Member of Parliament, Lok Sabha
- Incumbent
- Assumed office 4 June 2024
- Preceded by: Nayab Singh Saini
- Constituency: Kurukshetra, Haryana
- In office 22 May 2004 – 16 May 2014
- Preceded by: Kailasho Devi
- Succeeded by: Raj Kumar Saini
- Constituency: Kurukshetra, Haryana

Personal details
- Born: 9 March 1970 (age 56) Hisar, Haryana, India
- Party: Bharatiya Janata Party (since 2024)
- Other political affiliations: Indian National Congress (1991–2024)
- Spouse: Shallu Jindal ​(m. 1994)​
- Children: Venkatesh Jindal Yashasvini Jindal
- Parents: Om Prakash Jindal (father); Savitri Jindal (mother);
- Relatives: Sajjan Jindal (brother); Shael Oswal (brother-in-law); Pankaj Oswal (brother-in-law);
- Alma mater: Delhi University University of Texas at Dallas
- Profession: Industrialist; Philanthropist; Politician; Sportsperson;

= Naveen Jindal =

Indian industrialist, philanthropist, politician, and sportsperson (born 1970)

Naveen Jindal (born 9 March 1970) is an Indian industrialist, politician, and philanthropist. He is the chairman of Jindal Steel and the founding chancellor of O.P. Jindal Global University. He represents the Kurukshetra constituency in the 18th Lok Sabha as a member of the Bharatiya Janata Party (BJP). He previously served as a Member of Parliament from 2004 to 2014 representing the Indian National Congress.

Jindal is known for his role in a landmark legal case that led to a 2004 Supreme Court ruling affirming the right of Indian citizens to fly the national flag on all days, a right previously restricted under the Flag Code of India.

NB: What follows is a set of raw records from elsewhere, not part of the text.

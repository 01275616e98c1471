use thiserror::Error;

#[derive(Debug, Error, Clone, PartialEq, Eq)]
pub enum Error {
    #[error("corpus is empty: nothing to index")]
    EmptyCorpus,

    #[error("index not ready: build the index before searching")]
    IndexNotReady,

    #[error("Invalid configuration: {0}")]
    InvalidConfig(String),
}

pub type Result<T> = std::result::Result<T, Error>;
//! Shared domain types for the medqa retrieval workspace.
//!
//! Text and entity engines depend on this crate only; the engine crate wires
//! them together behind a caller-owned handle.
#![deny(warnings)]
#![deny(dead_code)]
#![deny(unused_variables)]
#![deny(unused_imports)]

pub mod config;
pub mod corpus;
pub mod error;
pub mod loader;
pub mod traits;
pub mod types;

pub use corpus::Corpus;
pub use error::{Error, Result};
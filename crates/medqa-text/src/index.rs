use medqa_core::error::{Error, Result};
use medqa_core::types::{DocId, IndexStats, QaPair};
use medqa_core::Corpus;

use crate::sparse::SparseVector;
use crate::tokenizer::Normalizer;
use crate::vocab::Vocabulary;

/// Immutable TF-IDF index over corpus questions.
///
/// Built in one step from a corpus snapshot. Vector `i` belongs to corpus
/// entry `i`. Nothing is mutated after construction, so a shared reference can
/// be searched from any number of threads.
#[derive(Debug, Clone)]
pub struct TfIdfIndex {
    normalizer: Normalizer,
    vocabulary: Vocabulary,
    vectors: Vec<SparseVector>,
    corpus: Corpus,
    fingerprint: u64,
}

impl TfIdfIndex {
    pub fn build(corpus: Corpus, normalizer: Normalizer) -> Result<Self> {
        if corpus.is_empty() {
            return Err(Error::EmptyCorpus);
        }
        let tokenized: Vec<Vec<String>> = corpus.questions().map(|q| normalizer.normalize(q)).collect();
        let vocabulary = Vocabulary::from_tokenized(&tokenized)?;
        let vectors: Vec<SparseVector> = tokenized.iter().map(|tokens| vocabulary.weigh(tokens)).collect();

        let empty = vectors.iter().filter(|v| v.is_zero()).count();
        if empty > 0 {
            tracing::debug!(empty, "questions without indexable terms");
        }
        let fingerprint = corpus.fingerprint();
        tracing::info!(documents = vectors.len(), vocabulary = vocabulary.len(), "built tf-idf index");
        Ok(Self { normalizer, vocabulary, vectors, corpus, fingerprint })
    }

    pub fn vector_for(&self, id: DocId) -> Option<&SparseVector> {
        self.vectors.get(id)
    }

    pub fn document(&self, id: DocId) -> Option<&QaPair> {
        self.corpus.get(id)
    }

    pub fn size(&self) -> usize {
        self.vectors.len()
    }

    pub fn is_empty(&self) -> bool {
        self.vectors.is_empty()
    }

    pub fn vectors(&self) -> &[SparseVector] {
        &self.vectors
    }

    pub fn vocabulary(&self) -> &Vocabulary {
        &self.vocabulary
    }

    pub fn normalizer(&self) -> &Normalizer {
        &self.normalizer
    }

    pub fn corpus(&self) -> &Corpus {
        &self.corpus
    }

    /// Fingerprint of the corpus this index was built from.
    pub fn fingerprint(&self) -> u64 {
        self.fingerprint
    }

    pub fn stats(&self) -> IndexStats {
        IndexStats {
            documents: self.size(),
            vocabulary_size: self.vocabulary.len(),
            fingerprint: self.fingerprint,
        }
    }
}
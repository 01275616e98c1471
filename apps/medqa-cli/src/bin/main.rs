use std::io::{self, BufRead, Write};
use std::path::{Path, PathBuf};

use anyhow::{Context, Result};
use clap::{Parser, Subcommand};
use indicatif::{ProgressBar, ProgressStyle};

use medqa_core::config::{Config, Settings};
use medqa_core::loader::CorpusLoader;
use medqa_core::types::{Answer, Entities, MatchOutcome};
use medqa_core::Corpus;
use medqa_engine::{MedQaEngine, Refresh};
use medqa_entities::KeywordExtractor;

#[derive(Parser)]
#[command(name = "medqa")]
#[command(version, about = "Answer medical questions from MedQuAD CSV exports", long_about = None)]
struct Cli {
    /// Config file (defaults to medqa.toml + medqa.<RUST_ENV>.toml)
    #[arg(long, global = true)]
    config: Option<PathBuf>,

    #[command(subcommand)]
    command: Commands,
}

#[derive(Subcommand)]
enum Commands {
    /// Find the closest known question and print its answer
    Ask {
        query: String,

        /// Directory scanned for .csv exports
        #[arg(short, long)]
        data_dir: Option<PathBuf>,

        /// Report "no confident answer" below this similarity
        #[arg(long)]
        min_score: Option<f64>,

        #[arg(long)]
        json: bool,
    },

    /// Annotate text with symptoms, diseases and treatments
    Entities {
        text: String,

        #[arg(long)]
        json: bool,
    },

    /// Index size for the corpus directory
    Stats {
        #[arg(short, long)]
        data_dir: Option<PathBuf>,
    },

    /// Interactive session; `:refresh` reloads the corpus, `:quit` exits
    Chat {
        #[arg(short, long)]
        data_dir: Option<PathBuf>,
    },
}

fn main() -> Result<()> {
    tracing_subscriber::fmt()
        .with_writer(io::stderr)
        .with_env_filter(
            tracing_subscriber::EnvFilter::try_from_default_env()
                .unwrap_or_else(|_| tracing_subscriber::EnvFilter::new("info")),
        )
        .init();

    let cli = Cli::parse();
    let config = match &cli.config {
        Some(path) => Config::load_file(path)?,
        None => Config::load()?,
    };
    let mut settings = config.settings().map_err(|e| {
        eprintln!("Error loading config: {}", e);
        e
    })?;

    match cli.command {
        Commands::Ask { query, data_dir, min_score, json } => {
            if let Some(min) = min_score {
                settings.search.min_score = min;
            }
            let engine = engine_for(&settings)?;
            let dir = corpus_dir(&config, &settings, data_dir);
            engine.rebuild(load_corpus(&dir)?)?;
            let answer = engine.answer(&query)?;
            if json {
                println!("{}", serde_json::to_string_pretty(&answer)?);
            } else {
                print_answer(&answer);
            }
        }
        Commands::Entities { text, json } => {
            let engine = engine_for(&settings)?;
            let entities = engine.extract(&text);
            if json {
                println!("{}", serde_json::to_string_pretty(&entities)?);
            } else {
                print_entities(&entities);
            }
        }
        Commands::Stats { data_dir } => {
            let engine = engine_for(&settings)?;
            let dir = corpus_dir(&config, &settings, data_dir);
            let stats = engine.rebuild(load_corpus(&dir)?)?;
            println!("Corpus directory: {}", dir.display());
            println!("📊 Documents:       {}", stats.documents);
            println!("📊 Vocabulary size: {}", stats.vocabulary_size);
            println!("🔑 Fingerprint:     {:016x}", stats.fingerprint);
        }
        Commands::Chat { data_dir } => {
            let engine = engine_for(&settings)?;
            let dir = corpus_dir(&config, &settings, data_dir);
            engine.rebuild(load_corpus(&dir)?)?;
            chat(&engine, &dir)?;
        }
    }
    Ok(())
}

fn engine_for(settings: &Settings) -> Result<MedQaEngine> {
    Ok(MedQaEngine::new(settings, Box::new(KeywordExtractor::default()))?)
}

fn corpus_dir(config: &Config, settings: &Settings, arg: Option<PathBuf>) -> PathBuf {
    arg.unwrap_or_else(|| config.resolve_path(&settings.data.corpus_dir))
}

fn load_corpus(dir: &Path) -> Result<Corpus> {
    let loader = CorpusLoader::new()?;
    tracing::debug!(dir = %dir.display(), "loading corpus");
    let pb = ProgressBar::new(0);
    pb.set_style(
        ProgressStyle::default_bar()
            .template("{spinner:.green} [{elapsed_precise}] [{bar:40.cyan/blue}] {pos}/{len} files {msg}")
            .context("progress template")?
            .progress_chars("#>-"),
    );
    let loaded = loader.load_dir_with(dir, |file, total| {
        pb.set_length(total as u64);
        pb.set_message(file.file_name().map(|n| n.to_string_lossy().to_string()).unwrap_or_default());
        pb.inc(1);
    });
    pb.finish_and_clear();
    let corpus = loaded?;
    eprintln!("✅ Loaded {} Q&A pairs from {}", corpus.len(), dir.display());
    Ok(corpus)
}

fn chat(engine: &MedQaEngine, dir: &Path) -> Result<()> {
    println!("Ask a medical question (:refresh reloads the knowledge base, :quit exits)");
    let stdin = io::stdin();
    let mut stdout = io::stdout();
    loop {
        print!("> ");
        stdout.flush()?;
        let mut line = String::new();
        if stdin.lock().read_line(&mut line)? == 0 {
            break;
        }
        let line = line.trim();
        match line {
            "" => continue,
            ":quit" | ":q" => break,
            ":refresh" => match load_corpus(dir).and_then(|c| engine.refresh(c).map_err(anyhow::Error::from)) {
                Ok(Refresh::Rebuilt(s)) => println!("🔄 Rebuilt index: {} documents", s.documents),
                Ok(Refresh::Unchanged(s)) => println!("Knowledge base unchanged ({} documents)", s.documents),
                Err(e) => println!("❌ Refresh failed: {e:#}"),
            },
            query => match engine.answer(query) {
                Ok(answer) => print_answer(&answer),
                Err(e) => println!("❌ {e}"),
            },
        }
    }
    Ok(())
}

fn print_answer(answer: &Answer) {
    let best = answer.outcome.best();
    if let MatchOutcome::NoConfidentMatch { min_score, .. } = &answer.outcome {
        println!("⚠️  No confident answer (best score {:.4} is below {:.4})", best.score, min_score);
        println!();
    }
    println!("🔍 Closest Matched Question");
    println!("{}", best.question);
    println!();
    if answer.outcome.is_confident() {
        println!("💬 Answer");
        println!("{}", best.answer);
        println!();
    }
    println!("Similarity Score: {:.4}", best.score);
    println!();
    print_entities(&answer.entities);
}

fn print_entities(entities: &Entities) {
    println!("🧬 Extracted Medical Entities");
    for (category, items) in entities.iter() {
        let shown = if items.is_empty() { "None".to_string() } else { items.join(", ") };
        println!("{}: {}", category, shown);
    }
}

As a polo player and sports enthusiast, Jindal has led the Jindal Panther Polo Team and also represented India in international shooting competitions, including the Asian Games and South Asian Games. He has received several recognitions, including the Lifetime Achievement Award from the University of Texas at Dallas in 2023 and the Ernst & Young Entrepreneur of the Year Award in 2010.

Jindal is also active in the education and CSR sectors through institutions and initiatives established in memory of his father, O.P. Jindal.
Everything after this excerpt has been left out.